A software engineer had given notice, while finishing solo marathon coding on a complicated big new thing that I think no one else had yet seen.
So I (as the new principal engineer, knowing we need a huge brain dump before the info disappears forever) scheduled some of the engineer's remaining time as top-priority, kept on them as their final-week marathon schedule kept shifting, and then recorded interviewing them with a screenshare.
Some of the things I asked could've been scripted questions, like starting with what is the purpose, where is the code, how to I get it all, how do I run it.
Then, scripted questions could ask about walking through the UI, or walking through the major parts.
But pretty quickly, I had to be asking questions that weren't just going through the usual motions, but reflected concerns specific to what was being said, as well as things that I thought were the top priority to understand.
I don't think an "AI" solution that is mostly LLM would have the insights that I did. It would be mostly scripted questions, maybe trying to get a sense of how much needs to be said about each thing in a template, and maybe mimicking things real software engineers have said in the past... but not handling well anything unusual.
Also, human rapport might get better information, or may even get the person to do it at all. Although I was new there, I was a fellow human, with whom the somewhat disgruntled employee had no grievance, and I was asking them to help me out, and investing in it myself. Not HR pointing them at an uncanny-valley robo-debriefer program that the company paid for, as a termination checklist item, and a ritual to perform their way through.
Also, if you have a rapport and some trust, and stop recording, and ask them something off-the-record, they just might tell you things candidly that are important to know, but that they're not going to tell to an app video recording that goes who knows where. And if you can get the candid OTR, those might lead to additional important information that you can officially capture.
And yet, I think a lot of people in this thread suggest this would likely be the exact fate of this service should it be adopted. And it would be a shame, because lost institutional knowledge is a real issue.
For example, I am currently transitioning my P&L into a new dept. at a large organisation and the amount of work to onboard into my new manager / team is significant and my weakness in the process is the structure / organisation of my own documentation that allows me to surface the right information to the right people without repeating myself.

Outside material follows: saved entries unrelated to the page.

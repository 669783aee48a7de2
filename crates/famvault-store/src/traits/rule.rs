//! Organization rule store trait.

use async_trait::async_trait;

use famvault_core::result::AppResult;
use famvault_core::types::{FamilyId, RuleId};
use famvault_entity::rule::OrganizationRule;

/// Persistence operations for organization rules.
#[async_trait]
pub trait RuleStore: Send + Sync + std::fmt::Debug + 'static {
    /// Insert a fully-populated rule row.
    async fn insert(&self, rule: &OrganizationRule) -> AppResult<()>;

    /// Find a rule by ID.
    async fn find_by_id(&self, id: RuleId) -> AppResult<Option<OrganizationRule>>;

    /// List all rules of a family, priority ascending.
    async fn list_by_family(&self, family_id: FamilyId) -> AppResult<Vec<OrganizationRule>>;

    /// List enabled rules of a family, priority ascending. This is the
    /// exact input the evaluation engine expects.
    async fn list_enabled_by_family(
        &self,
        family_id: FamilyId,
    ) -> AppResult<Vec<OrganizationRule>>;

    /// Highest priority currently assigned in the family, if any.
    async fn max_priority(&self, family_id: FamilyId) -> AppResult<Option<i32>>;

    /// Persist changed rule fields (name, conditions, logic, action).
    async fn update(&self, rule: &OrganizationRule) -> AppResult<OrganizationRule>;

    /// Toggle a rule without deleting it.
    async fn set_enabled(&self, id: RuleId, enabled: bool) -> AppResult<OrganizationRule>;

    /// Reassign priorities 1..=N following the given order, atomically.
    /// The caller has already validated that the ids belong to the family.
    async fn set_priorities(&self, family_id: FamilyId, ordered_ids: &[RuleId]) -> AppResult<()>;

    /// Delete a rule. Returns `false` when it was already gone.
    async fn remove(&self, id: RuleId) -> AppResult<bool>;
}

Similarly, I've joined new teams (small and large) as a new manager - here you want to quickly get up to speed on lots of projects and how things do/don't join together.
Personally, I would like to describe my situation to the tool about my role and (almost like a user story or 'new manager, existing company' or 'experienced manager, new company) have the tool react to the situation.
I find it hard to know where to start, what to include and how to structure. Having a tool to prompt me along the way would be really helpful and I feel speed up the process of ideation and creation of documentation.
Apparently I need to move faster. Quitting the day job soon.
A skill cannot be handed over. You can painfully train someone to acquire some of it over time, but certainly you cannot “hand it over”
Skills can be handed over; it depends on the complexity. Also, two people can be equally skilled, but not have the same knowledge to operate effectively in a specific company position. Eg. your new IT guy needs to know the code to the fireproof safe where the tapes are stored.
Lol, getting interviewed by an AI as your job gets taken by AI.
Also, I have to admit I did not spend too much time reading the site. I have no idea if this is actually the case...
Btw for larger European companies I think you will have a hard time due to trade secrets and privacy
Well that is what happens when people on this site keep telling themselves that it is the "juniors" that are only affected.
Everyone (except the owners) and especially engineers of all levels are always affected.